The Mariners placed Trent Thornton on the 15-day injured list on Friday, and announced that the right-hander will miss the rest of the season due to a torn left Achilles tendon. Thornton had to be carted off the field after he suffered the injury in the ninth inning of Thursday’s 6-0 M’s win over the Rangers, as the reliever fell while leaving the mound to cover first base on an Adolis Garcia grounder. Follow-up tests revealed the unfortunate and expected news of an Achilles tear, and while a specific recovery timeline isn’t yet known, Thornton could be in jeopardy of missing some time at the start of the 2026 season.
Thornton has a 4.68 ERA over 42 1/3 innings for Seattle this season. A few particularly rough blowups have inflated his ERA, but his 17.8% strikeout rate is well below Thornton’s 26.2 K% from 2024. Owed a raise from his current $2MM salary in his final year of salary arbitration, Thornton will probably still be inexpensive enough that he won’t be non-tendered this winter, barring an unwelcome injury diagnosis. Since coming to the Mariners in a trade from the Blue Jays prior to the 2023 deadline, Thornton has been a workhorse out of Seattle’s pen, with a 3.65 ERA over 140 2/3 innings.
More from around the American League…
- Byron Buxton firmly denied any possibility of a trade away from the Twins back in mid-July, stating that he would use his contract’s no-trade provision to remain “a Minnesota Twin for the rest of my life.” It probably isn’t surprising that Buxton hasn’t changed course just a few weeks later, but in the wake of the Twins’ deadline selloff, Buxton reiterated to the Athletic’s Dan Hayes and other reporters that “nothing’s changed. It’s just part of baseball. It’s the business side of it. Just cause we go through these tough roads or whatever, it is what it is. We’ll be better once we get on the other end of it and figure things out a little bit more….But I ain’t going nowhere.” Buxton is owed roughly $49.6MM through the end of the 2028 season, and he has full no-trade protection until the end of the 2026 campaign.

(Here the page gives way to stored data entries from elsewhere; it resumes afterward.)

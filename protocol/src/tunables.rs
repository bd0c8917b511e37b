//! Process-wide tunables. Kept as `pub const` items the way the teacher
//! keeps its protocol byte tags in `protocol/src/lib.rs`, rather than a
//! loaded config file — these are invariants of the *protocol*, not runtime
//! configuration.

/// The 15-color palette players are assigned from
/// (`original_source/flask-server/app/constants.py::AVAILABLE_COLORS`).
pub const COLOR_PALETTE: [&str; 15] = [
    "#f44336", "#e91e63", "#43a047", "#00796b", "#2196f3", "#3f51b5", "#827717", "#607d8b",
    "#0097a7", "#ef6c00", "#9c27b0", "#4a148c", "#33691e", "#795548", "#616161",
];

pub const MAX_PLAYERS: usize = 10;
pub const MIN_PLAYERS_TO_START: usize = 2;
pub const MIN_PLAYERS_PER_TEAM_TO_START: usize = 2;
pub const NAME_MIN_LEN: usize = 3;
pub const NAME_MAX_LEN: usize = 16;

// Timing constants, milliseconds.
pub const START_GAME_TIME_MS: u64 = 2_000;
pub const PREVIEW_TIME_MS: u64 = 5_000;
pub const PREVIEW_TIME_DRAWING_MS: u64 = 8_000;
pub const WAITING_TIME_MS: u64 = 17_000;
pub const WAITING_TIME_DRAWING_MS: u64 = 20_000;
pub const PHASE_TRANSITION_TIME_MS: u64 = 5_000;

// Scoring constants.
pub const POINTS_FOR_CORRECT_ANSWER: i64 = 100;
pub const POINTS_FOR_WORD_CHAIN: i64 = 50;
pub const POINTS_FOR_MATH_CORRECT_ANSWER: f64 = 75.0;
pub const POINTS_FOR_LETTER: i64 = 3;
pub const POINTS_FOR_SURVIVING_BOMB: i64 = 200;
pub const POINTS_FOR_CORRECT_ANSWER_GUESS_A_NUMBER: i64 = 150;
pub const POINTS_FOR_CORRECT_ANSWER_GUESS_A_NUMBER_FIRST_PHASE: i64 = 300;
pub const POINTS_FOR_EXACT_ANSWER: i64 = 200;
pub const POINTS_FOR_PLACEMENT: i64 = 100;
pub const ANAGRAM_PHASE_POINTS: i64 = 100;
pub const MAP_PHASE_POINTS: i64 = 100;
pub const BLIND_MAP_TEAM_MODE_POINTS: i64 = 200;
pub const DRAWER_COMPLETION_BONUS: i64 = 50;

// Word-chain constants.
pub const WORD_CHAIN_MIN_WORD_LEN: usize = 3;
pub const WORD_CHAIN_BOMB_MIN_SECS: u64 = 120;
pub const WORD_CHAIN_BOMB_MAX_SECS: u64 = 240;
use serde::{Deserialize, Serialize};

use crate::geo::GeoPoint;

/// Row of a `District,Latitude,Longitude` table
#[derive(Debug, Clone, Serialize, Deserialize)]
pub struct DistrictRow {
    #[serde(rename = "District")]
    pub district: String,
    #[serde(rename = "Latitude")]
    pub latitude: f64,
    #[serde(rename = "Longitude")]
    pub longitude: f64,
}

/// One row of an uploaded inventory table.
///
/// Only `District` is interpreted; the remaining columns (quantity, weight,
/// crop, ...) are carried through untouched in header order.
#[derive(Debug, Clone, PartialEq)]
pub struct InventoryRecord {
    pub district: String,
    pub fields: Vec<(String, String)>,
}

impl InventoryRecord {
    pub fn new(district: impl Into<String>) -> Self {
        Self {
            district: district.into(),
            fields: Vec::new(),
        }
    }

    pub fn with_field(mut self, name: impl Into<String>, value: impl Into<String>) -> Self {
        self.fields.push((name.into(), value.into()));
        self
    }

    pub fn field(&self, name: &str) -> Option<&str> {
        self.fields
            .iter()
            .find(|(k, _)| k == name)
            .map(|(_, v)| v.as_str())
    }
}

/// Significant warehouse as shown on the map
#[derive(Debug, Clone, PartialEq, Serialize, Deserialize)]
pub struct WarehouseLocation {
    pub district: String,
    pub latitude: f64,
    pub longitude: f64,
}

/// Route endpoint in map-friendly form
#[derive(Debug, Clone, PartialEq, Serialize, Deserialize)]
pub struct RoutePoint {
    pub lat: f64,
    pub lng: f64,
    pub district: String,
}

impl RoutePoint {
    pub fn new(district: impl Into<String>, point: GeoPoint) -> Self {
        Self {
            lat: point.lat,
            lng: point.lon,
            district: district.into(),
        }
    }
}

#[derive(Debug, Clone, PartialEq, Serialize, Deserialize)]
pub struct RouteDetails {
    pub origin: RoutePoint,
    pub destination: RoutePoint,
}

#[derive(Debug, Clone, PartialEq, Serialize, Deserialize)]
pub struct CostBreakdown {
    pub distance_cost: f64,
    pub weight_cost: f64,
    pub quantity_cost: f64,
    pub total_cost: f64,
}

/// Single-shipment delivery estimate
#[derive(Debug, Clone, PartialEq, Serialize, Deserialize)]
pub struct RouteEstimate {
    pub nearest_warehouse: String,
    pub delivery_district: String,
    /// Kilometres
    pub estimated_distance: f64,
    /// Hours
    pub estimated_time: f64,
    pub route_details: RouteDetails,
    pub cost_breakdown: CostBreakdown,
}

/// Label returned by the external pest classifier
#[derive(Debug, Clone, PartialEq, Serialize, Deserialize)]
pub struct PestPrediction {
    pub pest_type: String,
    /// Percentage, 0-100
    pub confidence: f64,
}

/// Row of the pest remedy table
#[derive(Debug, Clone, Deserialize)]
pub struct RemedyRow {
    pub pestname: String,
    pub remedy: String,
}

- Most of the Rays’ deadline moves saw the team obtain either big leaguers or big league-ready talent in return, which was the team’s stated goal in any deal involving controllable talent heading out of Tampa. President of baseball operations Erik Neander told Marc Topkin of the Tampa Bay Times that the Rays received “a lot of interest” in some veteran players, but “that wasn’t going to happen for A-ball prospects this time around.” The intention is to keep the team competitive for 2026 but also not robbing this year’s team of a chance to make a late run. The Rays have dug themselves into a hole with their dismal play over the last five weeks, as the club is now 55-58 and sit five games back of the final AL wild card berth.
- Miguel Vargas was a late scratch from Saturday’s White Sox lineup, and the team placed the corner infielder on the 10-day injured list today due to a left oblique strain. While oblique problems are difficult to diagnose in terms of a timeline, Vargas’ strain is believed to be mild, so he could only miss a couple of weeks. A very streaky season has evened out to a 97 wRC+ for Vargas over 439 plate appearances, with 13 home runs and a .229/.305/.402 slash line in Vargas’ first full season in Chicago.